Judiciário golpista
Instituições brasileiras protegem negócios de empresários assassinos

Por: Redação do Diário Causa Operária

A divulgação de um vídeo de uma reunião judicial, que discutia indenizações para pessoas afetadas pelo rompimento da barragem em Mariana em 2015, trouxe à tona toda a sujeira e corrupção que via de regra vem sendo observada no sistema judiciário brasileiro.

A reunião aconteceu em 16 de abril de 2020 por videoconferência. Nela, é possível ver a posição do juiz Mário de Paula, que buscava orientar os membros da Comissão de Atingidos de São Mateus, no Espírito Santo, liderados pelo advogado Getálvaro Gomes da Silva, sobre a procedência para obter indenizações referentes aos impactos do rompimento da barragem de Mariana, em 2015.

O juiz propôs ilegalmente aos advogados a criação de um “Sistema Indenizatório Simplificado”, que acabou sendo aceito pelas rés Vale, BHP e Samarco e pela Fundação Nova, criada para reparar danos do desastre.
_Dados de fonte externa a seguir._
//! KYC: document type, ID uploads, liveness recording and PIN creation.

use std::time::Duration;

use super::pin::PinEntry;
use super::{FlowContext, FlowError, FlowRecorder, Step, clicked};
use crate::actions::liveness::{ADVANCE_CAPTIONS, LivenessTimings, READY_CAPTIONS, record_liveness};
use crate::actions::upload::{open_upload, submit_upload, upload_to_section};
use crate::actions::{
    ActionTarget, AriaRole, ClickPlan, CodeIntent, LocatorResolver, RetryPolicy, TextMatcher,
    click_button, click_element, click_target,
};
use crate::driver::PageDriver;
use crate::media::UserMedia;

pub const FRONT_SECTION: &str = "ID Front";
pub const BACK_SECTION: &str = "ID Back";

#[derive(Debug, Clone, Copy, PartialEq, Eq)]
pub struct KycTimings {
    pub prompt_timeout: Duration,
    pub section_timeout: Duration,
    pub upload_submit_timeout: Duration,
    pub liveness: LivenessTimings,
    pub liveness_policy: RetryPolicy,
    pub liveness_submit_timeout: Duration,
    pub pin: PinEntry,
}

impl Default for KycTimings {
    fn default() -> Self {
        KycTimings {
            prompt_timeout: Duration::from_secs(5),
            section_timeout: Duration::from_secs(20),
            upload_submit_timeout: Duration::from_secs(10),
            liveness: LivenessTimings::default(),
            liveness_policy: RetryPolicy::once_with_recovery(Duration::from_secs(60)),
            liveness_submit_timeout: Duration::from_secs(20),
            pin: PinEntry::default(),
        }
    }
}

fn post_upload_continue(budget: Duration) -> ActionTarget {
    ActionTarget::builder("post-upload continue")
        .budget(budget)
        .role(AriaRole::Button, TextMatcher::regex("(?i)continue|submit"))
        .build()
}

async fn ready(page: &dyn PageDriver, budget: Duration) -> Result<(), FlowError> {
    clicked(
        click_button(page, &READY_CAPTIONS, budget).await,
        "I'm ready",
        budget,
    )
}

/// Submit the liveness recording once its button enables.
async fn submit_liveness(page: &dyn PageDriver, budget: Duration) -> Result<(), FlowError> {
    let target = ActionTarget::button(&ADVANCE_CAPTIONS).budget(budget).build();
    let resolved = LocatorResolver::new(page).resolve(&target).await?;
    click_element(
        page,
        &resolved.element,
        target.description(),
        &ClickPlan::gated_submit().with_rounds(3),
    )
    .await?;
    Ok(())
}

/// Run KYC from the first "I'm ready" through PIN creation.
///
/// The liveness recording is an optional step: a recording that never
/// advances is reported as skipped and the flow moves on to submit. PIN
/// creation is optional too, since an auto-advancing keypad leaves nothing to
/// verify; the "verification submitted" assertion after this flow decides.
pub async fn run_kyc(
    ctx: &FlowContext<'_>,
    page: &dyn PageDriver,
    recorder: &mut FlowRecorder,
    media: &UserMedia,
    timings: &KycTimings,
) -> Result<(), FlowError> {
    let prompt = timings.prompt_timeout;

    recorder
        .run(Step::optional("first I'm ready"), ready(page, prompt))
        .await?;
    recorder
        .run(Step::optional("ID type"), async {
            clicked(
                click_button(page, ctx.config.id_type.captions(), prompt).await,
                "ID type",
                prompt,
            )
        })
        .await?;
    recorder
        .run(Step::optional("upload CTA"), async {
            open_upload(page, prompt).await?;
            Ok(())
        })
        .await?;
    for (step, section, file) in [
        (Step::required("ID front"), FRONT_SECTION, &media.id_front),
        (Step::required("ID back"), BACK_SECTION, &media.id_back),
    ] {
        recorder
            .run(step, async {
                upload_to_section(page, section, file, timings.section_timeout).await?;
                ctx.logger
                    .debug(format!("{section} <- {}", file.display()), Some("kyc"), None);
                Ok(())
            })
            .await?;
    }
    recorder
        .run(Step::required("submit upload"), async {
            submit_upload(page, timings.upload_submit_timeout).await?;
            Ok(())
        })
        .await?;
    recorder
        .run(Step::optional("post-upload continue"), async {
            click_target(page, &post_upload_continue(prompt), &ClickPlan::default()).await?;
            Ok(())
        })
        .await?;
    recorder
        .run(Step::optional("second I'm ready"), ready(page, prompt))
        .await?;
    recorder
        .run(Step::optional("liveness recording"), async {
            let outcome =
                record_liveness(page, &timings.liveness, &timings.liveness_policy).await?;
            ctx.logger.info(
                format!("liveness recorded after {} attempt(s)", outcome.attempts),
                Some("kyc"),
                None,
            );
            Ok(())
        })
        .await?;
    recorder
        .run(
            Step::optional("liveness submit"),
            submit_liveness(page, timings.liveness_submit_timeout),
        )
        .await?;
    recorder
        .run(Step::optional("create PIN"), async {
            timings
                .pin
                .submit(page, CodeIntent::CreatePin, &ctx.config.default_pin)
                .await?;
            Ok(())
        })
        .await?;
    recorder
        .run(Step::optional("final continue"), async {
            timings.pin.follow_up(page, CodeIntent::CreatePin).await?;
            Ok(())
        })
        .await?;
    Ok(())
}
Mesmo sendo o responsável pela criação do Sistema o juiz emitiu nota declarando que a decisão foi de iniciativa do Comitê.

O “aconselhamento”, tem em seus efeitos práticos o propósito de criar um novo sistema indenizatório de contemplar categorias de trabalhadores informais – como pescadores de subsistência, artesãos e lavadeiras – que foram excluídos dos benefícios de indenização porque não puderam passar pela burocracia da Fundação Nova, que em tese foi criada para diminuir danos, mas tem exercido o papel de dificultadora do alcance das indenizações pelos mais vulneráveis.
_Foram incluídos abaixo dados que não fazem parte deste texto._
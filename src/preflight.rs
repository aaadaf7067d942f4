//! HTTP reachability check run before any browser is launched.

use std::time::Duration;

use reqwest::Client as HttpClient;
use serde::Serialize;
use thiserror::Error;

use crate::config::HarnessConfig;
use crate::metrics::{elapsed_ms, start_step_timer};

#[derive(Debug, Error)]
pub enum PreflightError {
    #[error("failed to construct preflight HTTP client: {0}")]
    Client(#[source] reqwest::Error),
    #[error("unreachable: {}", .0.join(", "))]
    Unreachable(Vec<String>),
}

#[derive(Debug, Clone, PartialEq, Eq, Serialize)]
pub struct Probe {
    pub name: &'static str,
    pub url: String,
    pub status: Option<u16>,
    pub error: Option<String>,
    pub elapsed_ms: u64,
}

impl Probe {
    /// Any response below 500 counts; the admin answers 302/403 when logged out.
    pub fn reachable(&self) -> bool {
        self.status.is_some_and(|status| status < 500)
    }
}

#[derive(Debug, Clone, Default, PartialEq, Eq, Serialize)]
pub struct PreflightReport {
    pub probes: Vec<Probe>,
}

impl PreflightReport {
    pub fn ensure_reachable(&self) -> Result<(), PreflightError> {
        let failed: Vec<String> = self
            .probes
            .iter()
            .filter(|probe| !probe.reachable())
            .map(|probe| match (&probe.status, &probe.error) {
                (Some(status), _) => format!("{} {} ({status})", probe.name, probe.url),
                (None, Some(error)) => format!("{} {} ({error})", probe.name, probe.url),
                (None, None) => format!("{} {}", probe.name, probe.url),
            })
            .collect();
        if failed.is_empty() {
            Ok(())
        } else {
            Err(PreflightError::Unreachable(failed))
        }
    }
}

async fn probe(client: &HttpClient, name: &'static str, url: String) -> Probe {
    let started = start_step_timer();
    let response = client.get(&url).send().await;
    let elapsed_ms = elapsed_ms(started);
    match response {
        Ok(response) => {
            let status = response.status().as_u16();
            log::debug!("preflight {name} {url}: {status} in {elapsed_ms}ms");
            Probe {
                name,
                url,
                status: Some(status),
                error: None,
                elapsed_ms,
            }
        }
        Err(err) => {
            log::warn!("preflight {name} {url} failed: {err}");
            Probe {
                name,
                url,
                status: None,
                error: Some(err.to_string()),
                elapsed_ms,
            }
        }
    }
}

/// GET the app and the CDM admin once each.
pub async fn run_preflight(
    config: &HarnessConfig,
    timeout: Duration,
) -> Result<PreflightReport, PreflightError> {
    let client = HttpClient::builder()
        .timeout(timeout)
        .build()
        .map_err(PreflightError::Client)?;
    let probes = vec![
        probe(&client, "app", config.app_url.clone()).await,
        probe(&client, "cdm", config.cdm_url.clone()).await,
    ];
    Ok(PreflightReport { probes })
}
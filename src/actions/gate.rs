//! Clickable-state gate.
//!
//! Buttons in the onboarding app render before they accept input: they fade
//! in, stay `aria-disabled` until a form validates, or sit under an overlay
//! with `pointer-events: none`. The gate polls computed state until the
//! element is interactable.

use std::time::Duration;

use tokio::time::sleep;

use crate::driver::{ElementHandle, ElementState, PageDriver};
use crate::error::ActionError;

pub const MIN_OPACITY: f64 = 0.2;
pub const MIN_EDGE_PX: f64 = 5.0;

/// Readiness predicate over a computed-state snapshot.
pub fn is_clickable(state: &ElementState) -> bool {
    state.visible
        && state.pointer_events
        && state.opacity > MIN_OPACITY
        && state.width > MIN_EDGE_PX
        && state.height > MIN_EDGE_PX
        && !state.disabled
        && !state.aria_disabled
}

#[derive(Debug, Clone, Copy, PartialEq, Eq)]
pub struct ClickableGate {
    pub poll_interval: Duration,
    pub max_polls: u32,
}

impl Default for ClickableGate {
    fn default() -> Self {
        ClickableGate {
            poll_interval: Duration::from_millis(250),
            max_polls: 30,
        }
    }
}

impl ClickableGate {
    pub fn new(poll_interval: Duration, max_polls: u32) -> Self {
        ClickableGate {
            poll_interval,
            max_polls: max_polls.max(1),
        }
    }

    /// Poll until clickable. Read failures count as not-ready polls.
    pub async fn wait_until_clickable(&self, page: &dyn PageDriver, element: &ElementHandle) -> bool {
        for poll in 0..self.max_polls {
            match page.element_state(element).await {
                Ok(state) if is_clickable(&state) => return true,
                Ok(state) => log::debug!("{element} not clickable on poll {poll}: {state:?}"),
                Err(err) => log::debug!("{element} state read failed on poll {poll}: {err}"),
            }
            if poll + 1 < self.max_polls {
                sleep(self.poll_interval).await;
            }
        }
        false
    }

    pub async fn require_clickable(
        &self,
        page: &dyn PageDriver,
        element: &ElementHandle,
        description: &str,
    ) -> Result<(), ActionError> {
        if self.wait_until_clickable(page, element).await {
            Ok(())
        } else {
            Err(ActionError::NotInteractable {
                target: description.to_string(),
                polls: self.max_polls,
            })
        }
    }
}
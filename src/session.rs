//! Persisted browser storage state and interactive state capture.
//!
//! The on-disk format is Playwright's `storageState` JSON so files captured
//! by either tool are interchangeable:
//!
//! ```json
//! { "cookies": [{ "name": "sid", "value": "…", "domain": ".st4ge.com",
//!                 "path": "/", "expires": -1, "httpOnly": true,
//!                 "secure": true, "sameSite": "Lax" }],
//!   "origins": [{ "origin": "https://app.st4ge.com",
//!                 "localStorage": [{ "name": "token", "value": "…" }] }] }
//! ```

use std::fs;
use std::io;
use std::path::{Path, PathBuf};
use std::time::Duration;

use serde::{Deserialize, Serialize};
use thiserror::Error;
use tokio::io::{AsyncBufReadExt, BufReader};
use tokio::time::{Instant, sleep, timeout};

use crate::actions::{ActionTarget, LocatorResolver};
use crate::driver::PageDriver;
use crate::flows::{FlowError, ScopedSession, SessionLauncher, SessionRole, SessionSpec, compile};

#[derive(Debug, Error)]
pub enum SessionStateError {
    #[error("storage state {path}: {source}")]
    Io {
        path: PathBuf,
        #[source]
        source: io::Error,
    },
    #[error("invalid storage state {path}: {source}")]
    Parse {
        path: PathBuf,
        #[source]
        source: serde_json::Error,
    },
    #[error("login was not completed within {0:?}")]
    CaptureTimedOut(Duration),
}

#[derive(Debug, Clone, Default, PartialEq, Serialize, Deserialize)]
pub struct StorageState {
    #[serde(default)]
    pub cookies: Vec<StoredCookie>,
    #[serde(default)]
    pub origins: Vec<OriginState>,
}

#[derive(Debug, Clone, PartialEq, Serialize, Deserialize)]
#[serde(rename_all = "camelCase")]
pub struct StoredCookie {
    pub name: String,
    pub value: String,
    pub domain: String,
    #[serde(default = "root_path")]
    pub path: String,
    /// Unix seconds; `-1` for session cookies.
    #[serde(default = "session_expiry")]
    pub expires: f64,
    #[serde(default)]
    pub http_only: bool,
    #[serde(default)]
    pub secure: bool,
    #[serde(default, skip_serializing_if = "Option::is_none")]
    pub same_site: Option<String>,
}

fn root_path() -> String {
    "/".to_string()
}

fn session_expiry() -> f64 {
    -1.0
}

#[derive(Debug, Clone, PartialEq, Eq, Serialize, Deserialize)]
#[serde(rename_all = "camelCase")]
pub struct OriginState {
    pub origin: String,
    #[serde(default)]
    pub local_storage: Vec<StorageEntry>,
}

#[derive(Debug, Clone, PartialEq, Eq, Serialize, Deserialize)]
pub struct StorageEntry {
    pub name: String,
    pub value: String,
}

impl StorageState {
    /// Read `path`; a missing file is `None` so callers start a clean profile.
    pub fn load(path: &Path) -> Result<Option<Self>, SessionStateError> {
        let raw = match fs::read_to_string(path) {
            Ok(raw) => raw,
            Err(err) if err.kind() == io::ErrorKind::NotFound => return Ok(None),
            Err(source) => {
                return Err(SessionStateError::Io {
                    path: path.to_path_buf(),
                    source,
                });
            }
        };
        serde_json::from_str(&raw)
            .map(Some)
            .map_err(|source| SessionStateError::Parse {
                path: path.to_path_buf(),
                source,
            })
    }

    pub fn save(&self, path: &Path) -> Result<(), SessionStateError> {
        let io_err = |source| SessionStateError::Io {
            path: path.to_path_buf(),
            source,
        };
        if let Some(dir) = path.parent().filter(|dir| !dir.as_os_str().is_empty()) {
            fs::create_dir_all(dir).map_err(io_err)?;
        }
        let json = serde_json::to_string_pretty(self).map_err(|source| SessionStateError::Parse {
            path: path.to_path_buf(),
            source,
        })?;
        fs::write(path, json).map_err(io_err)
    }

    pub fn origin(&self, origin: &str) -> Option<&OriginState> {
        let origin = origin.trim_end_matches('/');
        self.origins
            .iter()
            .find(|entry| entry.origin.trim_end_matches('/') == origin)
    }
}

/// What signals that the operator finished logging in.
#[derive(Debug, Clone, PartialEq, Eq)]
pub enum CaptureWait {
    Selector(String),
    UrlPattern(String),
    /// Enter pressed on stdin.
    Enter,
}

impl CaptureWait {
    /// Selector wins over URL pattern; neither means waiting for Enter.
    pub fn from_options(selector: Option<String>, url_pattern: Option<String>) -> Self {
        match (selector, url_pattern) {
            (Some(selector), _) => CaptureWait::Selector(selector),
            (None, Some(pattern)) => CaptureWait::UrlPattern(pattern),
            (None, None) => CaptureWait::Enter,
        }
    }

    async fn until_done(&self, page: &dyn PageDriver, limit: Duration) -> Result<(), FlowError> {
        match self {
            CaptureWait::Selector(selector) => {
                let target = ActionTarget::builder("login marker")
                    .budget(limit)
                    .css(selector.as_str())
                    .build();
                LocatorResolver::new(page)
                    .wait_for_any(&[&target], limit)
                    .await
                    .map(|_| ())
                    .ok_or(SessionStateError::CaptureTimedOut(limit).into())
            }
            CaptureWait::UrlPattern(pattern) => {
                let re = compile(pattern)?;
                let deadline = Instant::now() + limit;
                loop {
                    match page.current_url().await {
                        Ok(url) if re.is_match(&url) => return Ok(()),
                        Ok(_) => {}
                        Err(err) => log::debug!("url read failed: {err}"),
                    }
                    let now = Instant::now();
                    if now >= deadline {
                        return Err(SessionStateError::CaptureTimedOut(limit).into());
                    }
                    sleep(Duration::from_millis(500).min(deadline - now)).await;
                }
            }
            CaptureWait::Enter => {
                println!("Press Enter here once login is complete to save the session...");
                let mut line = String::new();
                let mut stdin = BufReader::new(tokio::io::stdin());
                match timeout(limit, stdin.read_line(&mut line)).await {
                    Ok(Ok(_)) => Ok(()),
                    Ok(Err(source)) => Err(SessionStateError::Io {
                        path: PathBuf::from("<stdin>"),
                        source,
                    }
                    .into()),
                    Err(_) => Err(SessionStateError::CaptureTimedOut(limit).into()),
                }
            }
        }
    }
}

/// Open a fresh browser at `url`, wait for the operator to log in, then
/// write the storage state to `out`.
pub async fn capture_state(
    launcher: &dyn SessionLauncher,
    role: SessionRole,
    url: &str,
    wait: &CaptureWait,
    limit: Duration,
    out: &Path,
) -> Result<(), FlowError> {
    let spec = SessionSpec {
        role,
        storage_state: None,
        persist_to: Some(out.to_path_buf()),
    };
    log::info!("opening {url} for {role:?} login; waiting up to {limit:?}");
    ScopedSession::run(launcher, &spec, |page| async move {
        page.goto(url).await?;
        wait.until_done(page.as_ref(), limit).await
    })
    .await?;
    log::info!("saved storage state to {}", out.display());
    Ok(())
}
Quando algum cidadão prejudicado opta por esse novo modelo, ele automaticamente perde direitos sobre qualquer outro processo indenizatório em aberto, inclusive do Auxílio Financeiro Emergencial, que a Fundação Renova tentou cortar no meio da pandemia.

Ou seja, quem saíra beneficiado pelo novo acordo são somente os assassinos da Vale, Samarco e BHP, e eventualmente advogados representantes dos trabalhadores que conseguem lucrar com alguma porcentagem de comissão de indenizações ganhas.

Aconselhar qualquer uma das partes em uma ação judicial é atitude totalmente vedada a um juiz pelo Código de Processo Civil, apesar de no Brasil do golpe ser quase corriqueiro.

Os relatos das injustiças sofridas por parte dos atingidos pela tragédia promovida pela Vale não haviam sido suficientes para provar os abusos, mas as imagens e declarações de ato falho de advogados, responsáveis pela empresa criminosa e o juiz do caso deixam claro o total abandono do compromisso com a verdade e com o mínimo auxílio à população de Mariana pelo Estado brasileiro.

Bem como a descarada disponibilidade do Judiciário em buscar resolver os problemas dos empresários carniceiros. Após a divulgação do vídeo levantou-se nos meios jurídicos o total absurdo da situação e a necessidade de encaminhar uma possível suspeição do juiz Mario de Paula, designado para o caso.

Porém é bem sabido que as possibilidades de decisões por parte do sistema judiciário golpista favoráveis a classe trabalhadora estão cada vez mais difíceis de serem emitidas no Brasil. Todas as instituições têm se apresentado claramente como direitistas e atuam somente para beneficiar a classe burguesa e seus negócios espúrios.

E preciso que os trabalhadores atuem pela via da mobilização e por seus métodos, só assim será possível mudar a balança que no momento favorece a classe dominante e empresas criminosas como a Vale e a Samarco.